*** Block opens ***
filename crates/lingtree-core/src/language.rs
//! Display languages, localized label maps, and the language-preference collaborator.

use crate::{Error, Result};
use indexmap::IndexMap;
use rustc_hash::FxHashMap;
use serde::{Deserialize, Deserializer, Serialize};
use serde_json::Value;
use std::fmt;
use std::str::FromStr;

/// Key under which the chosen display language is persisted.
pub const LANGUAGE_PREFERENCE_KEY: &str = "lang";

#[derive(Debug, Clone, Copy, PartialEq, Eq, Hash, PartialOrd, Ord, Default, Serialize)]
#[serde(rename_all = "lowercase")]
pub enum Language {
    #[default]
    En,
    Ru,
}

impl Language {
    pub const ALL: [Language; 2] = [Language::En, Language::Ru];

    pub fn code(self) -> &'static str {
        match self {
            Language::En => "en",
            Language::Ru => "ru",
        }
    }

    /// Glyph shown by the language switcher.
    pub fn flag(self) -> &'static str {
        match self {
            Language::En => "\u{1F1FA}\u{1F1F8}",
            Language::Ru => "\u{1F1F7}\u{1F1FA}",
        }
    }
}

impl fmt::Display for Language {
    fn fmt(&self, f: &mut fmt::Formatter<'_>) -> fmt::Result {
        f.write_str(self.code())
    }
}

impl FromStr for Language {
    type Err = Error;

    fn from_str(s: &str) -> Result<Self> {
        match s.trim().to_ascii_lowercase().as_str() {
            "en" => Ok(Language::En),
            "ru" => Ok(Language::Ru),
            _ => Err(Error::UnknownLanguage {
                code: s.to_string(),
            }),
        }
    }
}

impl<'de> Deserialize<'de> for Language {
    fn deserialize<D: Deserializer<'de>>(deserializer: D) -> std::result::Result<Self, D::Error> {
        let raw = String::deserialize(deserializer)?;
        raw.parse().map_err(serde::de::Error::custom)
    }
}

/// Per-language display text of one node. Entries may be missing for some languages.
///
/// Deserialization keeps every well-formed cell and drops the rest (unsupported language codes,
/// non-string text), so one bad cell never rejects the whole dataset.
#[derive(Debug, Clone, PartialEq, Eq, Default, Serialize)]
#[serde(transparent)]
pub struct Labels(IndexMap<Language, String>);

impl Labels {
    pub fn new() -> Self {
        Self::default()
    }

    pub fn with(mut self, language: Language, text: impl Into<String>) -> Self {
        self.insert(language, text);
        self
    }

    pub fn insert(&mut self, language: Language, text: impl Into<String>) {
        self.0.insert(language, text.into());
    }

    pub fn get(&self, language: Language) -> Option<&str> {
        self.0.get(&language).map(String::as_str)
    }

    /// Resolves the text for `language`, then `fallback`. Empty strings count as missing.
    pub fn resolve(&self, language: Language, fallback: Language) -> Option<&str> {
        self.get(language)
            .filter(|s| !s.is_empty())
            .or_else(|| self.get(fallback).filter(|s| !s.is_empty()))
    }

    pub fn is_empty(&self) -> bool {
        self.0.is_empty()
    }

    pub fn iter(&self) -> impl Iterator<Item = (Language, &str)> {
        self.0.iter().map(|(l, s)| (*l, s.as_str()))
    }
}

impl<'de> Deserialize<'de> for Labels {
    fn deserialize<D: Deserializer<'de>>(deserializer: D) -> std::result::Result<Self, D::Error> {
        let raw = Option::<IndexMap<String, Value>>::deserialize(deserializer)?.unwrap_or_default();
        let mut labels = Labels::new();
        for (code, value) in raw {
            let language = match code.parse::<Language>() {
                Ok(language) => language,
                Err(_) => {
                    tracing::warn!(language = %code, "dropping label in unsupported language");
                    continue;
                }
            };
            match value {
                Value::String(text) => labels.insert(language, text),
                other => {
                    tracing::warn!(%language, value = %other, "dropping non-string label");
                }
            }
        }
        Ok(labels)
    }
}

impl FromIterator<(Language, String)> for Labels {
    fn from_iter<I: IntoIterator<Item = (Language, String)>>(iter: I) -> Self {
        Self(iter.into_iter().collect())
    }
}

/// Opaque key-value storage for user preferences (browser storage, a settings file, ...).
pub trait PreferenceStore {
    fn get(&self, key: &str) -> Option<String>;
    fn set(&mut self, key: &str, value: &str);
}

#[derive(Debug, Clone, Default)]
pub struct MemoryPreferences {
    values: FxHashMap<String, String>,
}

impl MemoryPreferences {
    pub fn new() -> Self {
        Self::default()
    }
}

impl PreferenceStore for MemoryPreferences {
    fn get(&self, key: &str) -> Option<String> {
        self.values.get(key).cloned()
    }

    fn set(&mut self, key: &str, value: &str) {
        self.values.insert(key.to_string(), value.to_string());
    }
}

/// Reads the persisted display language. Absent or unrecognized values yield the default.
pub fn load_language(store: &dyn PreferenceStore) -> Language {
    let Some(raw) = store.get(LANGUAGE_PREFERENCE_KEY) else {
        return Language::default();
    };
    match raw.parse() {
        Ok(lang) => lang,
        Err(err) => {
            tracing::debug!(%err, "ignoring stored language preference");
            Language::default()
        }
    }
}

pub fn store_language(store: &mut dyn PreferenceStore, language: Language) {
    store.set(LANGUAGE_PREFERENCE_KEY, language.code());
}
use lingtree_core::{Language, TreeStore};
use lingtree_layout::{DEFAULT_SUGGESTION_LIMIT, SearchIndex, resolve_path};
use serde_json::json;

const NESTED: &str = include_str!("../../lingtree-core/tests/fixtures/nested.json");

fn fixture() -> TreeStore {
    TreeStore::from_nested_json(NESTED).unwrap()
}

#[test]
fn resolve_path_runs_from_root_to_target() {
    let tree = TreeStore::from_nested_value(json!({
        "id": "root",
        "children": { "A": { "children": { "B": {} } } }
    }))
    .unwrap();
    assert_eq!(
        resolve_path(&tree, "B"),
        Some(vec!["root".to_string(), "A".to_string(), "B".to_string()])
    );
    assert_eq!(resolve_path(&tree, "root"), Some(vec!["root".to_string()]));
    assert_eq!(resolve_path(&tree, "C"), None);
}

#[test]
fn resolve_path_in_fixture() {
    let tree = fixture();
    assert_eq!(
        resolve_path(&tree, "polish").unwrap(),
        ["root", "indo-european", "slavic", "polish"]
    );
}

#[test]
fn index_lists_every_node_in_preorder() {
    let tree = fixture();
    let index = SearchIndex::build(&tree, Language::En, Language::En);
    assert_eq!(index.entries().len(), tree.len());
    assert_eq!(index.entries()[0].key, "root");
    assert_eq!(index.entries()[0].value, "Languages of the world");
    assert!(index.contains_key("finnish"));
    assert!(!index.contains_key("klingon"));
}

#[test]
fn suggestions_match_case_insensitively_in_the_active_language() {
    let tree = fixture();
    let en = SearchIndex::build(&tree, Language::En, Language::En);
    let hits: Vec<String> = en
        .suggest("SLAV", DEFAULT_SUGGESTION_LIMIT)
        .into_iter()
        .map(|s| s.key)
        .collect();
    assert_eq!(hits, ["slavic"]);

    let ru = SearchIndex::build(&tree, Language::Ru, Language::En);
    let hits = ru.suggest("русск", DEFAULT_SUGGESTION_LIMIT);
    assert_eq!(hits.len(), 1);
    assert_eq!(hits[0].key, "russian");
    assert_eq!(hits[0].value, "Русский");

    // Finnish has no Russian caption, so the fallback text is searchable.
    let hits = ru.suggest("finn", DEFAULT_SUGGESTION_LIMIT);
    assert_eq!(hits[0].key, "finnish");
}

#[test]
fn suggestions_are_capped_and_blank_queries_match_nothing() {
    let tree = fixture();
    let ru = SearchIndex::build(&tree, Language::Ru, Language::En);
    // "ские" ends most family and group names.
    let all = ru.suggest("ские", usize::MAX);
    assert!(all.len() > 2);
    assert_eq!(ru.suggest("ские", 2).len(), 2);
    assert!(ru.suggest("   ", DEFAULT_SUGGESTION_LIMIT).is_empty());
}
*** Block closes ***
*** Block opens ***
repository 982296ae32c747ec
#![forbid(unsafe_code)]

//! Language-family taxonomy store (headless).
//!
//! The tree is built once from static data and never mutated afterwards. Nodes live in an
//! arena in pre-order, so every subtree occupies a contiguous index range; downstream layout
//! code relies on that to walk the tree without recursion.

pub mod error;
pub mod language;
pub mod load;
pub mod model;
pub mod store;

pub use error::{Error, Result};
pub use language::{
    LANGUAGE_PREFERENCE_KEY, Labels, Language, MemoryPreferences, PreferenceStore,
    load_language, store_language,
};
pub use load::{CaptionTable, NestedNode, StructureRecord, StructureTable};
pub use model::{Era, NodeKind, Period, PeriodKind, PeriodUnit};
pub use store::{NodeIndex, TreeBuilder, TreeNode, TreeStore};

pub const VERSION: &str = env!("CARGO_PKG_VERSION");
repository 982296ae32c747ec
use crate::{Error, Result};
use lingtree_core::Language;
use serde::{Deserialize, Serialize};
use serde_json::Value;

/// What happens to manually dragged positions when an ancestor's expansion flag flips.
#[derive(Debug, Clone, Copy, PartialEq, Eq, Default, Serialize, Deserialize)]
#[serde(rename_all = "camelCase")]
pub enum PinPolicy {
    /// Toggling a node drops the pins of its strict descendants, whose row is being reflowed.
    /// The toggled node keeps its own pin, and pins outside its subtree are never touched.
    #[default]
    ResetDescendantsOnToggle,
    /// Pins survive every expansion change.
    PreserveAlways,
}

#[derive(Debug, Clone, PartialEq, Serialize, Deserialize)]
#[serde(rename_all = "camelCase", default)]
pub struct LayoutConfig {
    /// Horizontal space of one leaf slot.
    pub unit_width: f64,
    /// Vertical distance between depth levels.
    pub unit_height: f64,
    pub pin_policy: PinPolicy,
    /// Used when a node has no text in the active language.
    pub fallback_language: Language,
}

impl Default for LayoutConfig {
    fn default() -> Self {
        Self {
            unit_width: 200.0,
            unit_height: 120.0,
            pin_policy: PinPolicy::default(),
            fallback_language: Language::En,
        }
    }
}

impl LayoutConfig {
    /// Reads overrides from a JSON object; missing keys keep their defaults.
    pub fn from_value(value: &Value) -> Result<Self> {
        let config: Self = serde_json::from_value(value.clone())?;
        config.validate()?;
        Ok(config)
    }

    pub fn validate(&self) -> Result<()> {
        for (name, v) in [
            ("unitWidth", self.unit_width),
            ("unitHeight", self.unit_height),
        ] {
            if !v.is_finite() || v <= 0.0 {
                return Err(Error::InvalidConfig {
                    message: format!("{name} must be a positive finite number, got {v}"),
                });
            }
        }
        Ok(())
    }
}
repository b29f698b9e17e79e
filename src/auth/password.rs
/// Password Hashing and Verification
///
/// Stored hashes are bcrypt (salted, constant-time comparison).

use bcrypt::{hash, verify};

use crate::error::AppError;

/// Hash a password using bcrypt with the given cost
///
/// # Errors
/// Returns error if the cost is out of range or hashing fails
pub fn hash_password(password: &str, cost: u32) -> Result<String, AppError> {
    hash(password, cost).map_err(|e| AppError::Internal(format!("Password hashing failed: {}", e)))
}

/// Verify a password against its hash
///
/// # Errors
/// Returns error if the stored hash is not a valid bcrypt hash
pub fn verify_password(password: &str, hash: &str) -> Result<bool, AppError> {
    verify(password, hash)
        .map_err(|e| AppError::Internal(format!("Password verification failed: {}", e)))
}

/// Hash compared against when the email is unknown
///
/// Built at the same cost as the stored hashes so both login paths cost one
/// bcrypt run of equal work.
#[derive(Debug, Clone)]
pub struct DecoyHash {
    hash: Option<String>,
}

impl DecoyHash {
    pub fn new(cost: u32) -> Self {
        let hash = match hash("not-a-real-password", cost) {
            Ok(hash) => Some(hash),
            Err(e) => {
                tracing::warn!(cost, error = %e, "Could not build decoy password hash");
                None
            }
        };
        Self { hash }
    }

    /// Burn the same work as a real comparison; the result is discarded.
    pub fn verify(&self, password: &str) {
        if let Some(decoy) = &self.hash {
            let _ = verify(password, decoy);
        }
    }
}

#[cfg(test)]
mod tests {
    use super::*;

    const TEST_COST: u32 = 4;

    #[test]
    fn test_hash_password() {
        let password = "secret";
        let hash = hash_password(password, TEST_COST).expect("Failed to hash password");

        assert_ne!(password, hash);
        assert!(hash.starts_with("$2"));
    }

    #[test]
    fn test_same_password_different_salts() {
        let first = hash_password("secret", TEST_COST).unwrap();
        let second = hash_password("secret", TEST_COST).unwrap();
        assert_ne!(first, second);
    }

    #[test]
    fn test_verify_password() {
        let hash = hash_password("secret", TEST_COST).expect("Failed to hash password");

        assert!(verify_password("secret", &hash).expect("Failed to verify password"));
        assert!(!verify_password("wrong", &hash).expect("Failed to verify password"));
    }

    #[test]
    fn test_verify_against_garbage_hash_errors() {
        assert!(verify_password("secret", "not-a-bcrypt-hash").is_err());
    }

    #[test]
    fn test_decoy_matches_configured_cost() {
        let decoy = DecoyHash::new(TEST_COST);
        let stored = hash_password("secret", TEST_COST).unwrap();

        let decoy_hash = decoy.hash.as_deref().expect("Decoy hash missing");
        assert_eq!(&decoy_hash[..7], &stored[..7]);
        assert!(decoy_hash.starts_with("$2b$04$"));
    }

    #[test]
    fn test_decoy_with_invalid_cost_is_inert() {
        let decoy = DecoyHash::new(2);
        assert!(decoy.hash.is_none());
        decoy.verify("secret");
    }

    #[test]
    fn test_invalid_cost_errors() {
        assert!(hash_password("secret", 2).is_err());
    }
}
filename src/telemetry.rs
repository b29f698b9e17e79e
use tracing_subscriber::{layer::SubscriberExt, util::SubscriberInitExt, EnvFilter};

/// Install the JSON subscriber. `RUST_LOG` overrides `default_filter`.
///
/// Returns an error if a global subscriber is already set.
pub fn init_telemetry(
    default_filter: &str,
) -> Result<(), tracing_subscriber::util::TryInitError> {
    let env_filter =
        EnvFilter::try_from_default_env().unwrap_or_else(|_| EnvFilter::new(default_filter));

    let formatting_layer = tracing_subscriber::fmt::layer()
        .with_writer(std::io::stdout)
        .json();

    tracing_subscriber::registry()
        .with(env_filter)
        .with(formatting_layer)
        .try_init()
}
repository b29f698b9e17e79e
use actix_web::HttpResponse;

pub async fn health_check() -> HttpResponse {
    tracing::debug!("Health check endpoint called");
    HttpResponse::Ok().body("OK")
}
*** Block closes ***
_PROBLEM TO WORK ON_:
Working from the data above, extract solely the lines from the one containing "Self(iter.into_iter().collect())" through the one containing "pub struct MemoryPreferences", exactly as they appear, both included.

_WORKED SOLUTION_:
        Self(iter.into_iter().collect())
    }
}

/// Opaque key-value storage for user preferences (browser storage, a settings file, ...).
pub trait PreferenceStore {
    fn get(&self, key: &str) -> Option<String>;
    fn set(&mut self, key: &str, value: &str);
}

#[derive(Debug, Clone, Default)]
pub struct MemoryPreferences {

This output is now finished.